What Retailers Should Know About Corrective Statement Litigation

July hearing to focus on part of 1999 lawsuit against major cigarette manufacturers
federal building
Photograph: Shutterstock

LAKEVILLE, Minn. — In 1999, the federal government sued the major cigarette manufacturers for conduct dating back to the 1950s. In 2006, the Federal Court approved a remedial order that required four manufacturers to publish corrective statements through newspapers, TV, websites and package onserts. After various business acquisitions since the litigation began, the four manufacturers now involved in the lawsuit are Altria, Philip Morris USA, R.J. Reynolds Tobacco Co. and ITG Brands LLC.  

The U.S. Department of Justice (DOJ) is now asking the court to require these manufacturers to display these “corrective statement” messages in retail stores. (These messages are separate from the graphic warnings proposed by the FDA.) A hearing on DOJ’s proposal is scheduled for July.
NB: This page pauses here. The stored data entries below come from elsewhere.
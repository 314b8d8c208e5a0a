use crate::types::{Portfolio, Side, Trade};
use anyhow::Result;
use async_trait::async_trait;
use rust_decimal::Decimal;

/// Everything the live engine needs from an exchange.
#[cfg_attr(test, mockall::automock)]
#[async_trait]
pub trait ExchangeClient: Send + Sync {
    async fn get_price(&self, symbol: &str) -> Result<Decimal>;

    // Cash plus holdings for the tracked symbols, priced at the current ticker
    async fn get_account(&self) -> Result<Portfolio>;

    /// Sends an order and returns the resulting fill.
    ///
    /// `limit_price` of `None` means a market order.
    async fn place_order(
        &self,
        symbol: &str,
        side: Side,
        quantity: Decimal,
        limit_price: Option<Decimal>,
    ) -> Result<Trade>;
}
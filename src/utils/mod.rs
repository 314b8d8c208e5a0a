pub mod precision;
The DOJ proposal would require manufacturers that have a contract with a retailer for in-store placement of cigarette products, advertising and promotional material, to display the messages and cover 25% of the area of point-of-sale cigarette displays. Moreover, the messages must cover 25% of any other point-of-purchase material that advertises or promotes the manufacturers’ cigarette brands, regardless of whether the retailer has a contract with the manufacturers. The four manufacturers, NATO and NACS oppose DOJ’s proposal. For retailers, the proposed messaging would be significant and burdensome.

The DOJ wants messages addressing five main topics:

  • Smoking health effects of smoking.
  • Addictiveness of smoking and nicotine.
  • Harmfulness of low tar and light cigarettes compared to regular cigarettes.
  • Design of cigarettes regarding nicotine delivery.
  • Secondhand smoke health effects.

Each topic includes three or four specific proposed corrective messages, or a total of 18 different messages. In addition, each message would contain a preamble including one of the five main topic areas followed by a specific message on that topic, displayed in a specific, multi-color design.

The size of the signs varies, depending on the total area of the set display, from 1.75-inches by 4-inches to 20.25-inches by 33.5 inches. The signs will partially or fully cover one or more rows of cigarette packages on the display and one or more price channels usually located beneath the cigarette packages.

The corrective statement messages would also be required on “off-set point-of-sale material” in retail stores if the manufacturers pay the retailer for displaying point-of-sale material, that is, marketing, advertising and promotional material not in or on a set display, such as advertisements  displayed on, or suspended from, ceilings, counters, doors, walls, gas pumps, light poles and utility poles on the store premises.

The Court of Appeals ordered the Federal District Court to either abandon point-of-sale requirements or modify the plan to protect the rights of innocent retailers. Retailers, who were not a party to the lawsuit against the manufacturers, have constitutional rights protecting them from being required to communicate government-mandated messages. Since the DOJ issued its corrective statement proposal, several legal processes have been and continue to be undertaken, including depositions of witnesses, declarations from retailers detailing the effect of the proposal on their stores compiled and manufacturer expert witness reports on the impact of the messaging, all leading up to the July evidentiary hearing.  NATO is involved as a non-party in preparation for the hearing.